# TO DO
Copy out the lines of the records below, and only those lines, from the one with "let panels = root.split_evenly((1, 2));" through the one with "strongly-typed structs. The", exactly as they appear.

# DATA SHOWN
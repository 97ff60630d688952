//! Chart rendering.
//!
//! Draws the market diagram (supply, demand at t, wage floor, equilibrium and
//! the unemployment gap at the floor) and the employment/unemployment
//! dynamics over `t ∈ [0, 1]`. Charts are written as SVG.

use std::path::Path;

use anyhow::{Context, Result};
use plotters::prelude::*;
use serde::Deserialize;
use tracing::info;

use crate::model::LaborMarketModel;

/// File extension used for every chart.
pub const CHART_EXTENSION: &str = "svg";

/// File name of the dynamics chart.
pub const DYNAMICS_FILE_NAME: &str = "labor_market_dynamics.svg";

/// Samples per curve on the market diagram.
const CURVE_SAMPLES: usize = 1000;

const FONT: &str = "sans-serif";

// ---------------------------------------------------------------------------
// Style
// ---------------------------------------------------------------------------

/// Output size of a chart in pixels.
#[derive(Debug, Clone, Copy, PartialEq, Eq, Deserialize)]
pub struct ChartStyle {
    pub width: u32,
    pub height: u32,
}

impl ChartStyle {
    pub fn market() -> Self {
        Self {
            width: 1000,
            height: 800,
        }
    }

    pub fn dynamics() -> Self {
        Self {
            width: 1400,
            height: 600,
        }
    }
}

/// `labor_market_t0.svg`, `labor_market_t05.svg`, `labor_market_t1.svg`, ...
pub fn snapshot_file_name(t: f64) -> String {
    let tag = t.to_string().replace('.', "");
    format!("labor_market_t{tag}.{CHART_EXTENSION}")
}

fn ensure_parent(path: &Path) -> Result<()> {
    if let Some(parent) = path.parent().filter(|p| !p.as_os_str().is_empty()) {
        std::fs::create_dir_all(parent)
            .with_context(|| format!("Failed to create directory: {}", parent.display()))?;
    }
    Ok(())
}

// ---------------------------------------------------------------------------
// Market diagram
// ---------------------------------------------------------------------------

/// Render the market at time `t` (default `t` when `None`).
///
/// `l_max` bounds the labor axis; when `None` it is
/// `max(1.5·L*, 1.2·L_S, 1.0)`.
pub fn plot_market(
    model: &LaborMarketModel,
    t: impl Into<Option<f64>>,
    l_max: Option<f64>,
    path: &Path,
    style: ChartStyle,
) -> Result<()> {
    let t = t.into().unwrap_or(model.params().t());
    ensure_parent(path)?;
    draw_market(model, t, l_max, path, style)
        .with_context(|| format!("Failed to render market chart: {}", path.display()))?;
    info!(path = %path.display(), t, "Market chart written");
    Ok(())
}

fn draw_market(
    model: &LaborMarketModel,
    t: f64,
    l_max: Option<f64>,
    path: &Path,
    style: ChartStyle,
) -> Result<()> {
    let w_bar = model.params().w_bar();
    let (l_star, w_star) = model.equilibrium();
    let l_t = model.employment_at_wage_floor(t);
    let l_s = model.labor_supplied_at_floor();
    let u_t = model.unemployment(t);

    let l_max = l_max.unwrap_or_else(|| (l_star * 1.5).max(l_s * 1.2).max(1.0));
    let w_max = (w_bar * 1.1).max(w_star * 1.2);

    let root = SVGBackend::new(path, (style.width, style.height)).into_drawing_area();
    root.fill(&WHITE)?;

    let mut chart = ChartBuilder::on(&root)
        .caption(
            format!("Labor Market with Binding Wage Floor (t={t:.2})"),
            (FONT, 28).into_font(),
        )
        .margin(20)
        .x_label_area_size(50)
        .y_label_area_size(60)
        .build_cartesian_2d(0.0..l_max, 0.0..w_max)?;

    chart
        .configure_mesh()
        .x_desc("Labor (L)")
        .y_desc("Wage (w)")
        .draw()?;

    // Keep only the part of each curve inside the visible wage range.
    let sample = |f: &dyn Fn(f64) -> f64| -> Vec<(f64, f64)> {
        (0..=CURVE_SAMPLES)
            .map(|i| l_max * i as f64 / CURVE_SAMPLES as f64)
            .map(|l| (l, f(l)))
            .filter(|&(_, w)| (0.0..=w_max).contains(&w))
            .collect()
    };

    chart
        .draw_series(LineSeries::new(
            sample(&|l: f64| model.labor_supply(l)),
            BLUE.stroke_width(2),
        ))?
        .label("Labor Supply")
        .legend(|(x, y)| PathElement::new(vec![(x, y), (x + 20, y)], BLUE.stroke_width(2)));

    chart
        .draw_series(LineSeries::new(
            sample(&|l: f64| model.labor_demand(l, t)),
            RED.stroke_width(2),
        ))?
        .label(format!("Labor Demand (t={t:.2})"))
        .legend(|(x, y)| PathElement::new(vec![(x, y), (x + 20, y)], RED.stroke_width(2)));

    chart
        .draw_series(LineSeries::new(
            vec![(0.0, w_bar), (l_max, w_bar)],
            GREEN.stroke_width(2),
        ))?
        .label(format!("Wage Floor (w_bar={w_bar:.2})"))
        .legend(|(x, y)| PathElement::new(vec![(x, y), (x + 20, y)], GREEN.stroke_width(2)));

    if u_t > 0.0 && l_t > 0.0 {
        chart
            .draw_series(LineSeries::new(
                vec![(l_t, w_bar), (l_s, w_bar)],
                RED.mix(0.3).stroke_width(10),
            ))?
            .label(format!("Unemployment (U={u_t:.2})"))
            .legend(|(x, y)| {
                PathElement::new(vec![(x, y), (x + 20, y)], RED.mix(0.3).stroke_width(10))
            });
    }

    chart
        .draw_series(std::iter::once(Circle::new((l_star, w_star), 6, BLACK.filled())))?
        .label(format!("Initial Equilibrium (L*={l_star:.2}, w*={w_star:.2})"))
        .legend(|(x, y)| Circle::new((x + 10, y), 5, BLACK.filled()));

    if l_t > 0.0 {
        chart
            .draw_series(std::iter::once(Circle::new((l_t, w_bar), 6, RED.filled())))?
            .label(format!("Employment (L(t)={l_t:.2})"))
            .legend(|(x, y)| Circle::new((x + 10, y), 5, RED.filled()));
    }

    chart
        .draw_series(std::iter::once(Circle::new((l_s, w_bar), 6, BLUE.filled())))?
        .label(format!("Labor Supplied (L_S={l_s:.2})"))
        .legend(|(x, y)| Circle::new((x + 10, y), 5, BLUE.filled()));

    // Point annotations, nudged off the markers in data space.
    let (dx, dy) = (0.015 * l_max, 0.025 * w_max);
    let mut notes = vec![
        ("(L*, w*)", (l_star + dx, w_star - dy)),
        ("(L_S, w_bar)", (l_s + dx, w_bar + dy)),
    ];
    if l_t > 0.0 {
        notes.push(("(L(t), w_bar)", (l_t + dx, w_bar - dy)));
    }
    chart.draw_series(
        notes
            .into_iter()
            .map(|(label, at)| Text::new(label, at, (FONT, 14).into_font())),
    )?;

    chart
        .configure_series_labels()
        .position(SeriesLabelPosition::UpperRight)
        .background_style(WHITE.mix(0.8))
        .border_style(BLACK)
        .draw()?;

    root.present()?;
    Ok(())
}

// ---------------------------------------------------------------------------
// Dynamics
// ---------------------------------------------------------------------------

/// Render employment and unemployment over `num_points` times in `[0, 1]`.
pub fn plot_dynamics(
    model: &LaborMarketModel,
    num_points: usize,
    path: &Path,
    style: ChartStyle,
) -> Result<()> {
    ensure_parent(path)?;
    draw_dynamics(model, num_points, path, style)
        .with_context(|| format!("Failed to render dynamics chart: {}", path.display()))?;
    info!(path = %path.display(), num_points, "Dynamics chart written");
    Ok(())
}

fn draw_dynamics(
    model: &LaborMarketModel,
    num_points: usize,
    path: &Path,
    style: ChartStyle,
) -> Result<()> {
    let trajectory = model.trajectory(num_points);
    let employment: Vec<(f64, f64)> = trajectory.iter().map(|s| (s.t, s.employment)).collect();
    let unemployment: Vec<(f64, f64)> =
        trajectory.iter().map(|s| (s.t, s.unemployment)).collect();

    let root = SVGBackend::new(path, (style.width, style.height)).into_drawing_area();
    root.fill(&WHITE)?;
    let panels = root.split_evenly((1, 2));

    let series = [
        ("Employment Over Time", "Employment L(t)", employment, BLUE),
        ("Unemployment Over Time", "Unemployment U(t)", unemployment, RED),
    ];

    for (area, (title, y_desc, points, color)) in panels.iter().zip(series) {
        let y_top = points.iter().map(|&(_, y)| y).fold(0.0_f64, f64::max).max(1.0) * 1.1;

        let mut chart = ChartBuilder::on(area)
            .caption(title, (FONT, 24).into_font())
            .margin(20)
            .x_label_area_size(50)
            .y_label_area_size(60)
            .build_cartesian_2d(0.0..1.0, (-0.05 * y_top)..y_top)?;

        chart
            .configure_mesh()
            .x_desc("Time (t)")
            .y_desc(y_desc)
            .draw()?;

        chart.draw_series(LineSeries::new(
            vec![(0.0, 0.0), (1.0, 0.0)],
            BLACK.mix(0.5).stroke_width(1),
        ))?;
        chart.draw_series(LineSeries::new(points, color.stroke_width(2)))?;
    }

    root.present()?;
    Ok(())
}

// ---------------------------------------------------------------------------
// Tests
// ---------------------------------------------------------------------------
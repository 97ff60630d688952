//! Configuration loading from TOML.
//!
//! Reads `config.toml` and deserializes into strongly-typed structs. The
//! `[market]` table is validated while parsing, so a loaded config always
//! carries a usable parameter set. All other tables are optional and default
//! to the standard driver run: charts at t = 0, 0.5, 1, a 100-point dynamics
//! chart and a comparative-statics table at quarter steps.

use anyhow::{Context, Result};
use serde::Deserialize;
use std::fs;
use std::path::{Path, PathBuf};
use tracing::info;

use crate::plot::ChartStyle;
use crate::types::{LaborMarketParams, RawParams};

/// Top-level application configuration.
#[derive(Debug, Deserialize, Clone)]
pub struct AppConfig {
    pub market: LaborMarketParams,
    #[serde(default)]
    pub output: OutputConfig,
    #[serde(default)]
    pub chart: ChartConfig,
}

#[derive(Debug, Deserialize, Clone, PartialEq)]
#[serde(default)]
pub struct OutputConfig {
    /// Directory charts are written to.
    pub directory: PathBuf,
    pub render_charts: bool,
    /// Times at which a market chart is drawn.
    pub snapshot_times: Vec<f64>,
    /// Samples on the dynamics chart.
    pub dynamics_points: usize,
    /// Times listed in the comparative-statics table.
    pub statics_times: Vec<f64>,
}

impl Default for OutputConfig {
    fn default() -> Self {
        Self {
            directory: PathBuf::from("."),
            render_charts: true,
            snapshot_times: vec![0.0, 0.5, 1.0],
            dynamics_points: 100,
            statics_times: vec![0.0, 0.25, 0.5, 0.75, 1.0],
        }
    }
}

#[derive(Debug, Deserialize, Clone, PartialEq)]
pub struct ChartConfig {
    #[serde(default = "ChartStyle::market")]
    pub market: ChartStyle,
    #[serde(default = "ChartStyle::dynamics")]
    pub dynamics: ChartStyle,
}

impl Default for ChartConfig {
    fn default() -> Self {
        Self {
            market: ChartStyle::market(),
            dynamics: ChartStyle::dynamics(),
        }
    }
}

/// The reference market: L* = w* = 10 with a floor of 12.
pub fn example_market() -> RawParams {
    RawParams {
        a_s: 5.0,
        b_s: 0.5,
        a_d0: 20.0,
        b_d: 1.0,
        k: 3.0,
        w_bar: 12.0,
        t: 0.0,
    }
}

impl AppConfig {
    /// Load configuration from a TOML file.
    pub fn load(path: impl AsRef<Path>) -> Result<Self> {
        let path = path.as_ref();
        let contents = fs::read_to_string(path)
            .with_context(|| format!("Failed to read config file: {}", path.display()))?;
        Self::from_toml(&contents)
            .with_context(|| format!("Failed to parse config file: {}", path.display()))
    }

    /// Parse configuration from a TOML string.
    pub fn from_toml(contents: &str) -> Result<Self> {
        let config: AppConfig = toml::from_str(contents)?;
        Ok(config)
    }

    /// Load `path` if it exists, otherwise fall back to the example market.
    pub fn load_or_default(path: impl AsRef<Path>) -> Result<Self> {
        let path = path.as_ref();
        if path.exists() {
            return Self::load(path);
        }
        info!(path = %path.display(), "No config file found, using example market");
        Ok(Self {
            market: example_market().validate()?,
            output: OutputConfig::default(),
            chart: ChartConfig::default(),
        })
    }
}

# OUTPUT BELOW
    let panels = root.split_evenly((1, 2));

    let series = [
        ("Employment Over Time", "Employment L(t)", employment, BLUE),
        ("Unemployment Over Time", "Unemployment U(t)", unemployment, RED),
    ];

    for (area, (title, y_desc, points, color)) in panels.iter().zip(series) {
        let y_top = points.iter().map(|&(_, y)| y).fold(0.0_f64, f64::max).max(1.0) * 1.1;

        let mut chart = ChartBuilder::on(area)
            .caption(title, (FONT, 24).into_font())
            .margin(20)
            .x_label_area_size(50)
            .y_label_area_size(60)
            .build_cartesian_2d(0.0..1.0, (-0.05 * y_top)..y_top)?;

        chart
            .configure_mesh()
            .x_desc("Time (t)")
            .y_desc(y_desc)
            .draw()?;

        chart.draw_series(LineSeries::new(
            vec![(0.0, 0.0), (1.0, 0.0)],
            BLACK.mix(0.5).stroke_width(1),
        ))?;
        chart.draw_series(LineSeries::new(points, color.stroke_width(2)))?;
    }

    root.present()?;
    Ok(())
}

// ---------------------------------------------------------------------------
// Tests
// ---------------------------------------------------------------------------
repository 97ff60630d688952
//! Configuration loading from TOML.
//!
//! Reads `config.toml` and deserializes into strongly-typed structs. The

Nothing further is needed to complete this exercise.